(Collected data)
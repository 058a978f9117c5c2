//! Network adapter: admits every request through the rate limit manager.

use std::{
    fmt::Display,
    future::Future,
    pin::Pin,
    sync::Arc,
    task::{Context, Poll},
};

use axum::body::Body;
use config::ClientIdentificationConfig;
use http::{Request, Response};
use rate_limit::{Operation, RateLimitManager};
use tower::Layer;

use crate::{client_identification::ClientResolver, response};

/// Tower layer classifying each request into a tier and consuming one point of it.
///
/// Admitted requests are forwarded with `X-RateLimit-*` headers added to the response,
/// rejected ones are answered with 429. Handlers behind the layer find the manager in
/// the request extensions, and [`RateLimitManager::admit`] inside them charges the
/// same caller.
#[derive(Clone)]
pub struct RateLimitLayer {
    manager: Arc<RateLimitManager>,
    resolver: Arc<ClientResolver>,
}

impl RateLimitLayer {
    /// Create the layer. Fails if the configured header names are invalid.
    pub fn new(manager: Arc<RateLimitManager>, identification: &ClientIdentificationConfig) -> anyhow::Result<Self> {
        Ok(Self {
            manager,
            resolver: Arc::new(ClientResolver::new(identification)?),
        })
    }
}

impl<Service> Layer<Service> for RateLimitLayer
where
    Service: Send + Clone,
{
    type Service = RateLimitService<Service>;

    fn layer(&self, next: Service) -> Self::Service {
        RateLimitService {
            next,
            manager: self.manager.clone(),
            resolver: self.resolver.clone(),
        }
    }
}

/// Service produced by [`RateLimitLayer`].
#[derive(Clone)]
pub struct RateLimitService<Service> {
    next: Service,
    manager: Arc<RateLimitManager>,
    resolver: Arc<ClientResolver>,
}

impl<Service, ReqBody> tower::Service<Request<ReqBody>> for RateLimitService<Service>
where
    Service: tower::Service<Request<ReqBody>, Response = Response<Body>> + Send + Clone + 'static,
    Service::Future: Send,
    Service::Error: Display + 'static,
    ReqBody: http_body::Body + Send + 'static,
{
    type Response = Response<Body>;
    type Error = Service::Error;
    type Future = Pin<Box<dyn Future<Output = Result<Response<Body>, Self::Error>> + Send>>;

    fn poll_ready(&mut self, cx: &mut Context<'_>) -> Poll<Result<(), Self::Error>> {
        self.next.poll_ready(cx)
    }

    fn call(&mut self, mut req: Request<ReqBody>) -> Self::Future {
        let mut next = self.next.clone();
        let manager = self.manager.clone();
        let resolver = self.resolver.clone();

        Box::pin(async move {
            let context = resolver.resolve(&req);

            if !manager.is_enabled() {
                let tier = manager.classify(&Operation::new(req.method(), req.uri()));

                req.extensions_mut().insert(tier);
                req.extensions_mut().insert(manager);

                return context.scope(next.call(req)).await;
            }

            let (tier, verdict) = {
                let operation = Operation::new(req.method(), req.uri());
                manager.check_operation(&operation, &context).await
            };

            let admission = match verdict.into_result() {
                Ok(admission) => admission,
                Err(exceeded) => {
                    log::debug!(
                        "Rejected {} {} on tier {tier} for '{}'",
                        req.method(),
                        req.uri().path(),
                        context.key()
                    );

                    return Ok(response::rejection(&exceeded));
                }
            };

            req.extensions_mut().insert(tier);
            req.extensions_mut().insert(manager);

            let mut response = context.scope(next.call(req)).await?;
            response::insert_admission_headers(response.headers_mut(), &admission);

            Ok(response)
        })
    }
}
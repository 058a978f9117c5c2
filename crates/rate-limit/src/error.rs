//! Error types for rate limiting.

use std::time::Duration;

use config::Tier;
use jiff::Timestamp;

use crate::{classifier::ClassifierError, storage::StorageError, verdict};

/// Errors that can occur while setting up rate limiting.
#[derive(Debug, thiserror::Error)]
pub enum RateLimitError {
    /// The classification rules could not be built from the route configuration.
    #[error("Invalid route configuration: {0}")]
    Classifier(#[from] ClassifierError),

    /// Storage backend error.
    #[error("Storage error: {0}")]
    Storage(#[from] StorageError),
}

/// A rejected operation, with everything a caller needs to tell the client when to retry.
///
/// Returned by the in-process adapter; the network adapter renders the same values as
/// a 429 response.
#[derive(Debug, Clone, PartialEq, Eq, thiserror::Error)]
#[error("Rate limit exceeded for tier {tier}, retry in {retry_after_seconds}s")]
pub struct RateLimitExceeded {
    /// Tier of the operation.
    pub tier: Tier,
    /// Whole seconds to wait before retrying, at least one.
    pub retry_after_seconds: u64,
    /// Points per window of the tier.
    pub limit: u32,
    /// Points left, always zero for a rejection.
    pub remaining: u32,
    /// When the window or block ends, in seconds since the epoch.
    pub reset_epoch_seconds: i64,
}

impl RateLimitExceeded {
    pub(crate) fn new(tier: Tier, limit: u32, retry_after: Duration, now: Timestamp) -> Self {
        let retry_after_seconds = retry_after.as_secs() + u64::from(retry_after.subsec_nanos() > 0);
        let retry_after_ms = u64::try_from(retry_after.as_millis()).unwrap_or(u64::MAX);

        Self {
            tier,
            retry_after_seconds: retry_after_seconds.max(1),
            limit,
            remaining: 0,
            reset_epoch_seconds: verdict::ceil_epoch_seconds(verdict::timestamp_after(now, retry_after_ms)),
        }
    }

    /// The retry hint as a duration.
    pub fn retry_after(&self) -> Duration {
        Duration::from_secs(self.retry_after_seconds)
    }
}
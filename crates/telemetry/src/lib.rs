//! OpenTelemetry metrics for the admission controller.

pub mod metrics;

use config::TelemetryConfig;
use opentelemetry_sdk::metrics::SdkMeterProvider;

pub use opentelemetry::{
    KeyValue,
    metrics::{Counter, Histogram, Meter},
};

/// Keeps the meter provider alive. Dropping it flushes and shuts the provider down.
pub struct TelemetryGuard {
    meter_provider: SdkMeterProvider,
}

impl Drop for TelemetryGuard {
    fn drop(&mut self) {
        if let Err(e) = self.meter_provider.shutdown() {
            log::error!("Failed to shutdown meter provider: {e}");
        }
    }
}

/// Install the global meter provider described by `config`.
///
/// Without an enabled exporter the provider records but never exports.
pub async fn init(config: &TelemetryConfig) -> anyhow::Result<TelemetryGuard> {
    let meter_provider = metrics::init_metrics(config).await?;

    Ok(TelemetryGuard { meter_provider })
}
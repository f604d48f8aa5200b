use std::{
    collections::{HashMap, VecDeque},
    sync::{
        Arc, Mutex,
        atomic::{AtomicU64, Ordering},
    },
};

use crate::record::RequestRecord;

pub const SESSION_TABLE_BOUND: usize = 100;
pub const SESSION_TABLE_TRIM: usize = 50;

/// Identifies one intercepted transaction across its request and response legs.
#[derive(Debug, Clone, Copy, PartialEq, Eq, Hash, PartialOrd, Ord)]
pub struct SessionId(pub u64);

impl std::fmt::Display for SessionId {
    fn fmt(&self, f: &mut std::fmt::Formatter<'_>) -> std::fmt::Result {
        write!(f, "{}", self.0)
    }
}

/// Hands out session ids; one per proxy instance.
#[derive(Debug, Default)]
pub struct SessionIdGenerator {
    next: AtomicU64,
}

impl SessionIdGenerator {
    pub fn next_id(&self) -> SessionId {
        SessionId(self.next.fetch_add(1, Ordering::Relaxed) + 1)
    }
}

/// Request records waiting for their response leg.
///
/// Bounded: once more than [`SESSION_TABLE_BOUND`] keys have been inserted, the oldest
/// [`SESSION_TABLE_TRIM`] keys by insertion order are dropped in one step. Entries that were not
/// yet correlated are lost.
#[derive(Debug, Default)]
pub struct SessionTable {
    inner: Mutex<SessionTableInner>,
}

#[derive(Debug, Default)]
struct SessionTableInner {
    entries: HashMap<SessionId, Arc<RequestRecord>>,
    order: VecDeque<SessionId>,
}

impl SessionTable {
    pub fn new() -> Self {
        Self::default()
    }

    /// Inserts or overwrites the record for `id`.
    pub fn store(&self, id: SessionId, req: Arc<RequestRecord>) {
        let mut inner = self
            .inner
            .lock()
            .unwrap_or_else(|poisoned| poisoned.into_inner());
        inner.order.push_back(id);
        if inner.order.len() > SESSION_TABLE_BOUND {
            let evicted: Vec<_> = inner.order.drain(..SESSION_TABLE_TRIM).collect();
            for key in evicted {
                inner.entries.remove(&key);
            }
        }
        inner.entries.insert(id, req);
    }

    pub fn load(&self, id: SessionId) -> Option<Arc<RequestRecord>> {
        let inner = self
            .inner
            .lock()
            .unwrap_or_else(|poisoned| poisoned.into_inner());
        inner.entries.get(&id).cloned()
    }

    pub fn len(&self) -> usize {
        let inner = self
            .inner
            .lock()
            .unwrap_or_else(|poisoned| poisoned.into_inner());
        inner.entries.len()
    }

    pub fn is_empty(&self) -> bool {
        self.len() == 0
    }
}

Activity: In the data above, how many lines contain the string "adapter"? Answer with the number only.

Result: 2